Lalu, apa yang menarik dari seorang Aryos yang kelahiran Aceh Tamiang itu? Menurut rekan-rekannya, Ari–begitu ia akrab dipanggil– adalah pekerja keras. “Ia pembelajar yang tangguh serta pekerja yang ulet, maka tidak heran bila di usianya yang masih muda, dirinya sudah mampu menjadi orang penting di Aceh. Walau banyak cibiran yang ditujukan kepadanya oleh kalangan proh cakra di warung kopi, Aryos tetap sosok yang berkelas,” ujar seorang teman yang menolak dituliskan namanya.
Hasil penelusuran aceHTrend, apa yang disampaikan oleh kolega Aryos, bukan isapan jempol belaka. Waktu dan karya sudah membuktikan. Ia juga sangat produktif menulis buku, membuat analisis politik dan hukum, serta hadir di mana saja dalam rangka survey dan riset.
Aryos terlibat dalam ragam aktivitas politik dan election (pemilu) bahkan survey-survey yang ia buat menjadi rujukan bagi para pelaku politik.
***
Bagi kalangan media, Aryos merupakan sosok yang bisa diakses oleh wartawan manapun.

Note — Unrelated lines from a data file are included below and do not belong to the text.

//! The scripting boundary (§6 "Runtime boundary") and its only shipped
//! implementation, a runtime that dispatches wire verbs directly.
//!
//! Grounded on `original_source/src/driver/driver.c`'s
//! `writeCacheItemToStream`/`completeWrite`/`handleCommandLUA` call
//! sequence and `original_source/src/lua/*`'s five-capability binding
//! surface (`global_hash_map`, `write_cache_item`, `write_raw`,
//! `create_cache_item_from_command`, `cluster_get`), reimplemented here as
//! plain Rust verb handlers instead of a Lua call (§10.6: Lua itself is out
//! of scope per spec §1's explicit exclusion).

use crate::chunkpool::ChunkPool;
use crate::cluster::{ClusterClient, ClusterEvent, ClusterResult, ConsistentRing, Route};
use crate::command::{Command, CommandKind};
use crate::connection::{ConnectionContext, SuspendedFetch};
use crate::context::CoreContext;
use crate::datastream::{DataStream, SegmentTable};
use crate::fallocator::Arena;
use crate::item::{self, CacheItem};

/// Mirrors the source's "returns a sentinel to suspend, zero/negative to
/// finish" convention (`luaRunnableRun`'s return value), reinterpreted as
/// an enum instead of an overloaded integer.
pub enum DispatchOutcome {
    Done,
    /// At least one key was routed to a peer; `pending` tracks how many
    /// cluster responses are still outstanding (§5's "fan-in counter").
    /// `new_peer_tokens` are freshly opened peer connections the caller
    /// (`server::Server`) must register with its `mio::Poll`.
    Suspended { pending: usize, new_peer_tokens: Vec<usize> },
}

/// Exposes exactly §6's five capabilities as Rust methods instead of a
/// function-pointer vtable the way `original_source/src/lua/binding.c`
/// hands them to the Lua state.
pub trait ScriptRuntime {
    fn dispatch(
        &mut self,
        core: &mut CoreContext,
        cluster: &mut ClusterClient,
        conn: &mut ConnectionContext,
        requester: usize,
        cmd: Command,
    ) -> crate::error::Result<DispatchOutcome>;

    /// Delivers one previously-requested cluster response, resuming the
    /// pinned command once every outstanding fetch has answered.
    fn resume(
        &mut self,
        core: &mut CoreContext,
        conn: &mut ConnectionContext,
        event: ClusterEvent,
    ) -> crate::error::Result<DispatchOutcome>;
}

/// Implements `ScriptRuntime` by executing §6's verb table directly
/// against the hash map and cluster client; the crate's only runtime,
/// since an embedded scripting language is out of scope (§10.6).
pub struct BuiltinRuntime {
    ring: ConsistentRing,
}

impl BuiltinRuntime {
    pub fn new(peers: &[String]) -> Self {
        BuiltinRuntime { ring: ConsistentRing::new(peers) }
    }

    fn dispatch_get(
        &self,
        core: &mut CoreContext,
        cluster: &mut ClusterClient,
        conn: &mut ConnectionContext,
        requester: usize,
        cmd: &Command,
    ) -> crate::error::Result<DispatchOutcome> {
        let keys: Vec<&[u8]> = if cmd.multi_keys.is_empty() { vec![cmd.key.as_slice()] } else { cmd.multi_keys.iter().map(Vec::as_slice).collect() };

        let mut pending = 0usize;
        let mut new_tokens = Vec::new();

        // Virtual keys are an explicit no-op capability point (§10.6): the
        // scripting collaborator that would resolve them isn't present, so
        // every lookup reports a miss rather than falling through to the
        // ordinary cache lookup.
        if !core.config.virtual_keys {
            for &key in &keys {
                match self.ring.route(key) {
                    Route::Local => {
                        let now = core.clock.now_secs();
                        if let Some(found) = core.map.get(key, now) {
                            write_cache_item(&mut core.segments, &mut conn.arena, &mut conn.write_stream, key, found.flags(), found.data())?;
                            found.release();
                        }
                    }
                    Route::Peer(peer) => {
                        let peer = peer.clone();
                        if let Some(token) = cluster.get(&mut core.segments, &peer, key, requester)? {
                            new_tokens.push(token);
                        }
                        pending += 1;
                    }
                }
            }
        }

        if pending == 0 {
            write_raw(&mut core.segments, &mut conn.arena, &mut conn.write_stream, b"END\r\n")?;
            Ok(DispatchOutcome::Done)
        } else {
            conn.suspended = Some(SuspendedFetch { pending });
            Ok(DispatchOutcome::Suspended { pending, new_peer_tokens: new_tokens })
        }
    }

    fn dispatch_store(&self, core: &mut CoreContext, conn: &mut ConnectionContext, cmd: &Command) -> crate::error::Result<&'static [u8]> {
        match cmd.kind {
            CommandKind::Set => {
                let payload = cmd.data_stream.as_ref().expect("set carries a body");
                let fresh = admit_item(core, Some(&conn.arena), cmd, payload)?;
                replace_entry(core, &cmd.key, fresh);
                Ok(b"STORED\r\n")
            }
            CommandKind::Add => {
                if core.map.contains(&cmd.key) {
                    Ok(b"NOT_STORED\r\n")
                } else {
                    let payload = cmd.data_stream.as_ref().expect("add carries a body");
                    let fresh = admit_item(core, Some(&conn.arena), cmd, payload)?;
                    core.map.put(fresh);
                    Ok(b"STORED\r\n")
                }
            }
            CommandKind::Replace => {
                if !core.map.contains(&cmd.key) {
                    Ok(b"NOT_STORED\r\n")
                } else {
                    let payload = cmd.data_stream.as_ref().expect("replace carries a body");
                    let fresh = admit_item(core, Some(&conn.arena), cmd, payload)?;
                    replace_entry(core, &cmd.key, fresh);
                    Ok(b"STORED\r\n")
                }
            }
            CommandKind::Append | CommandKind::Prepend => {
                let now = core.clock.now_secs();
                let existing = match core.map.get(&cmd.key, now) {
                    None => None,
                    Some(found) => {
                        let flags = found.flags();
                        let expiry = found.expiry();
                        let payload = cmd.data_stream.as_ref().expect("append/prepend carries a body");
                        let mut combined = DataStream::new_ephemeral();
                        if matches!(cmd.kind, CommandKind::Append) {
                            combined.append_stream(&mut core.segments, found.data())?;
                            combined.append_stream(&mut core.segments, payload)?;
                        } else {
                            combined.append_stream(&mut core.segments, payload)?;
                            combined.append_stream(&mut core.segments, found.data())?;
                        }
                        found.release();
                        Some((flags, expiry, combined))
                    }
                };
                match existing {
                    None => Ok(b"NOT_STORED\r\n"),
                    Some((flags, expiry, combined)) => {
                        let packed = combined.clone_into_chunkpool(&mut core.segments, &mut core.chunkpool, Some(&conn.arena))?;
                        combined.delete(&mut core.segments, &mut core.chunkpool, Some(&mut conn.arena));
                        let cas = core.next_cas();
                        let fresh = CacheItem::with_data(cmd.key.clone(), flags, expiry, packed, cas);
                        replace_entry(core, &cmd.key, fresh);
                        Ok(b"STORED\r\n")
                    }
                }
            }
            _ => unreachable!("dispatch_store only called for storage verbs"),
        }
    }

    fn dispatch_cas(&self, core: &mut CoreContext, conn: &mut ConnectionContext, cmd: &Command) -> crate::error::Result<&'static [u8]> {
        let now = core.clock.now_secs();
        let verdict = match core.map.get(&cmd.key, now) {
            None => None,
            Some(found) => {
                let matches = found.cas() == cmd.cas;
                found.release();
                Some(matches)
            }
        };
        match verdict {
            None => Ok(b"NOT_FOUND\r\n"),
            Some(false) => Ok(b"EXISTS\r\n"),
            Some(true) => {
                let payload = cmd.data_stream.as_ref().expect("cas carries a body");
                let fresh = admit_item(core, Some(&conn.arena), cmd, payload)?;
                replace_entry(core, &cmd.key, fresh);
                Ok(b"STORED\r\n")
            }
        }
    }

    fn dispatch_delta(&self, core: &mut CoreContext, conn: &mut ConnectionContext, cmd: &Command, positive: bool) -> crate::error::Result<Vec<u8>> {
        let now = core.clock.now_secs();
        let existing = match core.map.get(&cmd.key, now) {
            None => None,
            Some(found) => {
                let flags = found.flags();
                let expiry = found.expiry();
                let text = found.data().read_range(&core.segments, &core.chunkpool, Some(&conn.arena), 0, found.data().total_size());
                found.release();
                Some((flags, expiry, text))
            }
        };
        let (flags, expiry, text) = match existing {
            None => return Ok(b"NOT_FOUND\r\n".to_vec()),
            Some(v) => v,
        };
        let current: u64 = match std::str::from_utf8(&text).ok().and_then(|s| s.trim().parse().ok()) {
            Some(v) => v,
            None => return Ok(b"CLIENT_ERROR cannot increment or decrement non-numeric value\r\n".to_vec()),
        };
        let updated = if positive { current.wrapping_add(cmd.delta) } else { current.saturating_sub(cmd.delta) };
        let rendered = updated.to_string().into_bytes();

        let mut fresh_stream = DataStream::new_ephemeral();
        fresh_stream.append_new_ephemeral(&mut core.segments, &mut conn.arena, &rendered)?;
        let packed = fresh_stream.clone_into_chunkpool(&mut core.segments, &mut core.chunkpool, Some(&conn.arena))?;
        fresh_stream.delete(&mut core.segments, &mut core.chunkpool, Some(&mut conn.arena));
        let cas = core.next_cas();
        let fresh = CacheItem::with_data(cmd.key.clone(), flags, expiry, packed, cas);
        replace_entry(core, &cmd.key, fresh);

        let mut reply = rendered;
        reply.extend_from_slice(b"\r\n");
        Ok(reply)
    }
}

impl ScriptRuntime for BuiltinRuntime {
    fn dispatch(
        &mut self,
        core: &mut CoreContext,
        cluster: &mut ClusterClient,
        conn: &mut ConnectionContext,
        requester: usize,
        cmd: Command,
    ) -> crate::error::Result<DispatchOutcome> {
        match cmd.kind {
            CommandKind::Get | CommandKind::Bget | CommandKind::Gets => return self.dispatch_get(core, cluster, conn, requester, &cmd),
            CommandKind::Set | CommandKind::Add | CommandKind::Replace | CommandKind::Append | CommandKind::Prepend => {
                let reply = self.dispatch_store(core, conn, &cmd)?;
                reply_unless_noreply(core, conn, cmd.noreply, reply)?;
            }
            CommandKind::Cas => {
                let reply = self.dispatch_cas(core, conn, &cmd)?;
                reply_unless_noreply(core, conn, cmd.noreply, reply)?;
            }
            CommandKind::Incr => {
                let reply = self.dispatch_delta(core, conn, &cmd, true)?;
                reply_unless_noreply(core, conn, cmd.noreply, &reply)?;
            }
            CommandKind::Decr => {
                let reply = self.dispatch_delta(core, conn, &cmd, false)?;
                reply_unless_noreply(core, conn, cmd.noreply, &reply)?;
            }
            CommandKind::Delete => {
                let now = core.clock.now_secs();
                let hit = match core.map.get(&cmd.key, now) {
                    Some(found) => {
                        found.release();
                        true
                    }
                    None => false,
                };
                if hit {
                    if let Some(old) = core.map.delete(&cmd.key) {
                        release_item(core, old);
                    }
                    reply_unless_noreply(core, conn, cmd.noreply, b"DELETED\r\n")?;
                } else {
                    reply_unless_noreply(core, conn, cmd.noreply, b"NOT_FOUND\r\n")?;
                }
            }
            CommandKind::Stats => {
                let mut body = Vec::new();
                body.extend_from_slice(format!("STAT pid {}\r\n", std::process::id()).as_bytes());
                body.extend_from_slice(format!("STAT curr_items {}\r\n", core.map.len()).as_bytes());
                body.extend_from_slice(format!("STAT bytes {}\r\n", core.chunkpool.memory_used()).as_bytes());
                body.extend_from_slice(b"END\r\n");
                write_raw(&mut core.segments, &mut conn.arena, &mut conn.write_stream, &body)?;
            }
            CommandKind::FlushAll => {
                let freed = core.flush_all();
                log::debug!("flush_all reclaimed {} bytes", freed);
                reply_unless_noreply(core, conn, cmd.noreply, b"OK\r\n")?;
            }
            CommandKind::Version => {
                write_raw(&mut core.segments, &mut conn.arena, &mut conn.write_stream, b"VERSION 0.1.0\r\n")?;
            }
            CommandKind::Quit => {
                conn.closing = true;
            }
            CommandKind::Verbosity => {
                log::info!("verbosity set to {}", cmd.flags);
                reply_unless_noreply(core, conn, cmd.noreply, b"OK\r\n")?;
            }
        }
        Ok(DispatchOutcome::Done)
    }

    fn resume(&mut self, core: &mut CoreContext, conn: &mut ConnectionContext, event: ClusterEvent) -> crate::error::Result<DispatchOutcome> {
        match event.result {
            ClusterResult::Hit { data, flags } => {
                write_cache_item(&mut core.segments, &mut conn.arena, &mut conn.write_stream, &event.key, flags, &data)?;
                data.delete(&mut core.segments, &mut core.chunkpool, None);
            }
            ClusterResult::Miss => {}
        }

        let pending = match conn.suspended.as_mut() {
            Some(fetch) => {
                fetch.pending -= 1;
                fetch.pending
            }
            None => 0,
        };

        if pending == 0 {
            conn.suspended = None;
            write_raw(&mut core.segments, &mut conn.arena, &mut conn.write_stream, b"END\r\n")?;
            Ok(DispatchOutcome::Done)
        } else {
            Ok(DispatchOutcome::Suspended { pending, new_peer_tokens: Vec::new() })
        }
    }
}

Ia tetap low profile. Bahkan wartawan yang masih belajar wawancara pun tetap ia layani. “Tak perlu membedakan teman-teman media. Saya menjadi seperti ini pun karena peran media,” ujar Aryos kepada aceHTrend, 22 Juli 2017.
Ada sisi lain yang menarik dari Aryos, walau sering terlihat ceplas ceplos saat menyampaikan pendapat, tapi ia segera melow bila berhadapan dengan situasi yang membutuhkan kepekaan sosial. Tak jarang Aryos mau “merepotkan” membantu mengurangi beban orang lain. Caranya tentu beragam, tergantung intervensi yang dibutuhkan. Dari sengketa politik, hukum, uang kuliah, hingga perihal ketiadaan susu anak teman, pernah ditekel oleh Aryos. Fakta itu bukan pengakuan dari mulut Aryos, tapi pengamatan aceHTrend yang dilakukan sudah sejak lama.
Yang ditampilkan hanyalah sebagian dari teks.